* **DATA PROVIDED**
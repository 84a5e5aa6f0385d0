//! Prompt templates and raw JSONL records.

use std::path::{Path, PathBuf};

use rlhf_core::error::{config_error, parse_error, IoResultExt};
use rlhf_core::{DatasetSource, Result};
use serde::Deserialize;

/// How a raw prompt is turned into model input text.
#[derive(Debug, Clone, Copy, PartialEq, Eq)]
pub enum Template {
    /// `BEGINNING OF CONVERSATION: USER: {prompt} ASSISTANT:`
    Dialogue,
    /// The prompt as-is.
    Plain,
}

impl Template {
    pub fn from_name(name: &str) -> Result<Self> {
        match name.to_ascii_lowercase().as_str() {
            "dialogue" => Ok(Template::Dialogue),
            "plain" | "none" => Ok(Template::Plain),
            other => Err(config_error(format!(
                "unknown template '{other}' (expected Dialogue or Plain)"
            ))),
        }
    }

    /// The dataset's own template wins over the model's registered default.
    pub fn resolve(explicit: Option<&str>, model_default: Option<&str>) -> Result<Self> {
        match explicit.or(model_default) {
            Some(name) => Self::from_name(name),
            None => Ok(Template::Plain),
        }
    }

    pub fn format_prompt(&self, prompt: &str) -> String {
        match self {
            Template::Dialogue => format!("BEGINNING OF CONVERSATION: USER: {prompt} ASSISTANT:"),
            Template::Plain => prompt.to_string(),
        }
    }
}

/// One JSONL line. `question` / `answer` are accepted as key aliases.
#[derive(Debug, Clone, Deserialize)]
pub struct RawSample {
    #[serde(alias = "question")]
    pub prompt: String,
    #[serde(default, alias = "answer")]
    pub response: Option<String>,
}

/// `<path>/<data_files>` if given, else `<path>/[<subset>/]<split>.jsonl`.
/// A path that is itself a file is used directly.
pub fn resolve_data_file(source: &DatasetSource) -> PathBuf {
    let base = Path::new(&source.path);
    if let Some(files) = &source.data_files {
        return base.join(files);
    }
    if base.is_file() {
        return base.to_path_buf();
    }
    let dir = match &source.subset {
        Some(subset) => base.join(subset),
        None => base.to_path_buf(),
    };
    dir.join(format!("{}.jsonl", source.split.as_deref().unwrap_or("train")))
}

/// Read every record of a source, truncated to `source.size`.
pub fn read_samples(source: &DatasetSource) -> Result<Vec<RawSample>> {
    let path = resolve_data_file(source);
    let text = std::fs::read_to_string(&path).with_path(&path)?;
    let limit = source.size.unwrap_or(usize::MAX);
    let mut samples = Vec::new();
    for (lineno, line) in text.lines().enumerate() {
        if samples.len() >= limit {
            break;
        }
        if line.trim().is_empty() {
            continue;
        }
        let sample: RawSample = serde_json::from_str(line)
            .map_err(|e| parse_error(format!("line {}: {e}", lineno + 1), &path))?;
        samples.push(sample);
    }
    Ok(samples)
}

#[cfg(test)]
mod tests {
    use super::*;

    fn source(path: &Path) -> DatasetSource {
        DatasetSource {
            path: path.display().to_string(),
            template: None,
            size: None,
            split: None,
            subset: None,
            data_files: None,
        }
    }

    #[test]
    fn test_template_names() {
        assert_eq!(Template::from_name("Dialogue").unwrap(), Template::Dialogue);
        assert_eq!(Template::from_name("plain").unwrap(), Template::Plain);
        assert!(Template::from_name("Alpaca").is_err());
        assert_eq!(Template::resolve(None, Some("Dialogue")).unwrap(), Template::Dialogue);
        assert_eq!(Template::resolve(Some("Plain"), Some("Dialogue")).unwrap(), Template::Plain);
        assert_eq!(Template::resolve(None, None).unwrap(), Template::Plain);
    }

    #[test]
    fn test_dialogue_format() {
        assert_eq!(
            Template::Dialogue.format_prompt("hi"),
            "BEGINNING OF CONVERSATION: USER: hi ASSISTANT:"
        );
    }

    #[test]
    fn test_resolve_split_and_subset() {
        let mut src = source(Path::new("/data/prompts"));
        assert_eq!(resolve_data_file(&src), PathBuf::from("/data/prompts/train.jsonl"));
        src.subset = Some("safety".into());
        src.split = Some("test".into());
        assert_eq!(resolve_data_file(&src), PathBuf::from("/data/prompts/safety/test.jsonl"));
        src.data_files = Some("custom.jsonl".into());
        assert_eq!(resolve_data_file(&src), PathBuf::from("/data/prompts/custom.jsonl"));
    }

    #[test]
    fn test_read_samples_with_aliases_and_size() {
        let dir = tempfile::tempdir().unwrap();
        std::fs::write(
            dir.path().join("train.jsonl"),
            "{\"prompt\": \"a\", \"response\": \"b\"}\n\n{\"question\": \"c\", \"answer\": \"d\"}\n{\"prompt\": \"e\"}\n",
        )
        .unwrap();
        let mut src = source(dir.path());
        let all = read_samples(&src).unwrap();
        assert_eq!(all.len(), 3);
        assert_eq!(all[1].prompt, "c");
        assert_eq!(all[1].response.as_deref(), Some("d"));
        assert!(all[2].response.is_none());

        src.size = Some(2);
        assert_eq!(read_samples(&src).unwrap().len(), 2);
    }

    #[test]
    fn test_bad_line_reports_path_and_line() {
        let dir = tempfile::tempdir().unwrap();
        std::fs::write(dir.path().join("train.jsonl"), "{\"prompt\": \"a\"}\nnot json\n").unwrap();
        let err = read_samples(&source(dir.path())).unwrap_err().to_string();
        assert!(err.contains("line 2"));
        assert!(err.contains("train.jsonl"));
    }

    #[test]
    fn test_missing_file_is_io_error_with_path() {
        let dir = tempfile::tempdir().unwrap();
        let err = read_samples(&source(&dir.path().join("nope"))).unwrap_err();
        assert!(err.path().is_some());
    }
}
//! Self-contained smoke-run workspace: tiny random models, a word-level
//! tokenizer, JSONL prompt data and a matching config tree.
//!
//! ```text
//! <out>/models/{actor,reward}/   config.json, tokenizer.json, model.safetensors
//! <out>/data/prompts/            train.jsonl, eval.jsonl
//! <out>/data/sft/                train.jsonl
//! <out>/configs/                 train/ppo.yaml, deepspeed/ds_z0_config.json, model_info.yaml
//! ```

use std::io::Write;
use std::path::{Path, PathBuf};

use candle_core::{DType, Device};
use candle_nn::{VarBuilder, VarMap};
use rlhf_core::error::IoResultExt;
use rlhf_core::{EvalStrategy, LogType, PpoConfig, Result};
use rlhf_model::pretrained::{save_pretrained, save_weights};
use rlhf_model::{CausalLm, ModelConfig, ScoreLm, TextTokenizer};
use serde::Serialize;
use tracing::info;

const DEFAULT_PPO_YAML: &str = include_str!("../../../configs/train/ppo.yaml");

pub const WORDS: &[&str] = &[
    "hi", "there", "how", "are", "you", "fine", "thanks", "what", "is", "the", "weather", "like", "today", "sunny",
    "rainy", "good", "bad", "tell", "me", "a", "story", "once", "upon", "time", "cat", "dog", "ran", "away", "home",
    "please", "help", "sure", "yes", "no",
];

const PROMPTS: &[&str] = &[
    "hi there",
    "how are you",
    "what is the weather like today",
    "tell me a story",
    "is the cat home",
    "please help me",
    "what is a dog",
    "how is the weather",
];

const SFT: &[(&str, &str)] = &[
    ("hi there", "hi how are you"),
    ("how are you", "fine thanks"),
    ("tell me a story", "once upon a time a cat ran away"),
    ("is it sunny", "yes it is sunny today"),
];

/// Knobs of the generated workspace.
#[derive(Debug, Clone)]
pub struct TinyOptions {
    pub model_max_length: usize,
    /// Prompts in the training split; the eval split holds half as many.
    pub num_prompts: usize,
    pub with_eval: bool,
    pub with_ptx: bool,
}

impl Default for TinyOptions {
    fn default() -> Self {
        Self {
            model_max_length: 16,
            num_prompts: 8,
            with_eval: true,
            with_ptx: true,
        }
    }
}

fn write_jsonl<T: Serialize>(path: &Path, records: impl IntoIterator<Item = T>) -> Result<()> {
    if let Some(parent) = path.parent() {
        std::fs::create_dir_all(parent).with_path(parent)?;
    }
    let mut file = std::fs::File::create(path).with_path(path)?;
    for record in records {
        writeln!(file, "{}", serde_json::to_string(&record)?).with_path(path)?;
    }
    Ok(())
}

#[derive(Serialize)]
struct PromptRecord<'a> {
    prompt: &'a str,
}

#[derive(Serialize)]
struct SftRecord<'a> {
    prompt: &'a str,
    response: &'a str,
}

fn tiny_model_config(tokenizer: &TextTokenizer) -> ModelConfig {
    let special = tokenizer.special();
    let mut config = ModelConfig::tiny(tokenizer.vocab_size());
    config.bos_token_id = special.bos;
    config.eos_token_id = special.eos;
    config.pad_token_id = special.pad;
    config.unk_token_id = special.unk;
    config
}

fn write_actor(dir: &Path, config: &ModelConfig, tokenizer: &TextTokenizer) -> Result<()> {
    let varmap = VarMap::new();
    let vb = VarBuilder::from_varmap(&varmap, DType::F32, &Device::Cpu);
    CausalLm::new(config, vb)?;
    save_pretrained(dir, config, tokenizer)?;
    save_weights(&varmap, &dir.join("model.safetensors"), DType::F32)
}

fn write_reward(dir: &Path, config: &ModelConfig, tokenizer: &TextTokenizer) -> Result<()> {
    let varmap = VarMap::new();
    let vb = VarBuilder::from_varmap(&varmap, DType::F32, &Device::Cpu);
    ScoreLm::new(config, vb)?;
    save_pretrained(dir, config, tokenizer)?;
    save_weights(&varmap, &dir.join("model.safetensors"), DType::F32)
}

/// PPO config wired to the tiny workspace under `root`.
pub fn tiny_ppo_config(root: &Path, opts: &TinyOptions) -> Result<PpoConfig> {
    let mut cfgs = PpoConfig::from_value(serde_yaml::from_str(DEFAULT_PPO_YAML)?)?;
    let path = |p: &str| root.join(p).display().to_string();

    let t = &mut cfgs.train_cfgs;
    t.per_device_prompt_batch_size = 4;
    t.per_device_train_batch_size = 2;
    t.per_device_eval_batch_size = 4;
    t.gradient_accumulation_steps = 1;
    t.actor_gradient_checkpointing = false;
    t.critic_gradient_checkpointing = false;
    t.actor_lr = 1.0e-4;
    t.critic_lr = 1.0e-4;
    t.bf16 = false;
    t.eval_strategy = EvalStrategy::Epoch;

    let d = &mut cfgs.data_cfgs;
    d.train_datasets = path("data/prompts");
    d.train_template = Some("Plain".to_string());
    d.train_split = Some("train".to_string());
    if opts.with_eval {
        d.eval_datasets = Some(path("data/prompts"));
        d.eval_template = Some("Plain".to_string());
        d.eval_split = Some("eval".to_string());
    }
    if opts.with_ptx {
        d.ptx_datasets = Some(path("data/sft"));
        d.ptx_template = Some("Plain".to_string());
        d.ptx_split = Some("train".to_string());
    }

    let l = &mut cfgs.logger_cfgs;
    l.log_type = LogType::Jsonl;
    l.log_project = "tiny".to_string();
    l.output_dir = root.join("outputs/ppo");

    let m = &mut cfgs.model_cfgs;
    m.actor_model_name_or_path = "tiny-actor".to_string();
    m.reward_model_name_or_path = "tiny-reward".to_string();
    m.reward_critic_model_name_or_path = "tiny-reward".to_string();
    m.model_max_length = opts.model_max_length;

    cfgs.check()?;
    Ok(cfgs)
}

/// Write the workspace into `root` and return its config root.
pub fn init_tiny(root: &Path, opts: &TinyOptions) -> Result<PathBuf> {
    let tokenizer = TextTokenizer::word_level(WORDS, opts.model_max_length)?;
    let model_config = tiny_model_config(&tokenizer);
    write_actor(&root.join("models/actor"), &model_config, &tokenizer)?;
    write_reward(&root.join("models/reward"), &model_config, &tokenizer)?;

    let prompts = PROMPTS.iter().cycle();
    write_jsonl(
        &root.join("data/prompts/train.jsonl"),
        prompts.clone().take(opts.num_prompts).map(|&prompt| PromptRecord { prompt }),
    )?;
    write_jsonl(
        &root.join("data/prompts/eval.jsonl"),
        prompts.take((opts.num_prompts / 2).max(1)).map(|&prompt| PromptRecord { prompt }),
    )?;
    write_jsonl(
        &root.join("data/sft/train.jsonl"),
        SFT.iter().map(|&(prompt, response)| SftRecord { prompt, response }),
    )?;

    let config_root = root.join("configs");
    let train_dir = config_root.join("train");
    let ds_dir = config_root.join("deepspeed");
    std::fs::create_dir_all(&train_dir).with_path(&train_dir)?;
    std::fs::create_dir_all(&ds_dir).with_path(&ds_dir)?;

    let cfgs = tiny_ppo_config(root, opts)?;
    let ppo_path = train_dir.join("ppo.yaml");
    std::fs::write(&ppo_path, serde_yaml::to_string(&cfgs.to_value()?)?).with_path(&ppo_path)?;

    let engine = serde_json::json!({
        "train_batch_size": null,
        "train_micro_batch_size_per_gpu": 2,
        "gradient_accumulation_steps": 1,
        "gradient_clipping": 1.0,
        "zero_optimization": { "stage": 0 },
        "bf16": { "enabled": false },
        "fp16": { "enabled": false }
    });
    let engine_path = ds_dir.join(&cfgs.train_cfgs.ds_cfgs);
    std::fs::write(&engine_path, serde_json::to_string_pretty(&engine)?).with_path(&engine_path)?;

    let registry = serde_json::json!({
        "tiny-actor": { "model_name_or_path": root.join("models/actor").display().to_string(), "template": "Plain" },
        "tiny-reward": { "model_name_or_path": root.join("models/reward").display().to_string(), "template": "Plain" },
    });
    let registry_path = config_root.join("model_info.yaml");
    std::fs::write(&registry_path, serde_yaml::to_string(&registry)?).with_path(&registry_path)?;

    info!(root = %root.display(), vocab_size = tokenizer.vocab_size(), "tiny workspace written");
    Ok(config_root)
}
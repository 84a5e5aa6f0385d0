//! Learning-rate multipliers for the supported scheduler types.

use rlhf_core::LrSchedulerType;

/// Multiplier applied to the base learning rate after `step` optimizer updates.
///
/// - `constant`: 1.0 throughout
/// - `constant_with_warmup`: linear ramp over `warmup_steps`, then 1.0
/// - `linear`: ramp, then linear decay to 0 at `total_steps`
/// - `cosine`: ramp, then half-cosine decay to 0 at `total_steps`
pub fn lr_multiplier(
    kind: LrSchedulerType,
    step: usize,
    warmup_steps: usize,
    total_steps: usize,
) -> f64 {
    if kind == LrSchedulerType::Constant {
        return 1.0;
    }
    if step < warmup_steps {
        return step as f64 / warmup_steps.max(1) as f64;
    }
    let decay_steps = total_steps.saturating_sub(warmup_steps).max(1);
    let progress = ((step - warmup_steps) as f64 / decay_steps as f64).min(1.0);
    match kind {
        LrSchedulerType::Linear => 1.0 - progress,
        LrSchedulerType::Cosine => 0.5 * (1.0 + (std::f64::consts::PI * progress).cos()),
        LrSchedulerType::Constant | LrSchedulerType::ConstantWithWarmup => 1.0,
    }
}

/// Scheduler state owned by a training engine.
#[derive(Debug, Clone)]
pub struct LrSchedule {
    pub kind: LrSchedulerType,
    pub base_lr: f64,
    pub warmup_steps: usize,
    pub total_steps: usize,
}

impl LrSchedule {
    /// `warmup_steps = floor(total_steps * warmup_ratio)`.
    pub fn new(kind: LrSchedulerType, base_lr: f64, total_steps: usize, warmup_ratio: f64) -> Self {
        Self {
            kind,
            base_lr,
            warmup_steps: (total_steps as f64 * warmup_ratio).floor() as usize,
            total_steps,
        }
    }

    pub fn lr_at(&self, step: usize) -> f64 {
        self.base_lr * lr_multiplier(self.kind, step, self.warmup_steps, self.total_steps)
    }
}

* **WHAT THE TASK ASKS**
Using the data above, reproduce exactly the lines between those holding "if given, else" and "let text = std::fs::read_to_string(&path).with_path(&path)?;", inclusive, and no others.

* **EXPECTED ANSWER**
/// `<path>/<data_files>` if given, else `<path>/[<subset>/]<split>.jsonl`.
/// A path that is itself a file is used directly.
pub fn resolve_data_file(source: &DatasetSource) -> PathBuf {
    let base = Path::new(&source.path);
    if let Some(files) = &source.data_files {
        return base.join(files);
    }
    if base.is_file() {
        return base.to_path_buf();
    }
    let dir = match &source.subset {
        Some(subset) => base.join(subset),
        None => base.to_path_buf(),
    };
    dir.join(format!("{}.jsonl", source.split.as_deref().unwrap_or("train")))
}

/// Read every record of a source, truncated to `source.size`.
pub fn read_samples(source: &DatasetSource) -> Result<Vec<RawSample>> {
    let path = resolve_data_file(source);
    let text = std::fs::read_to_string(&path).with_path(&path)?;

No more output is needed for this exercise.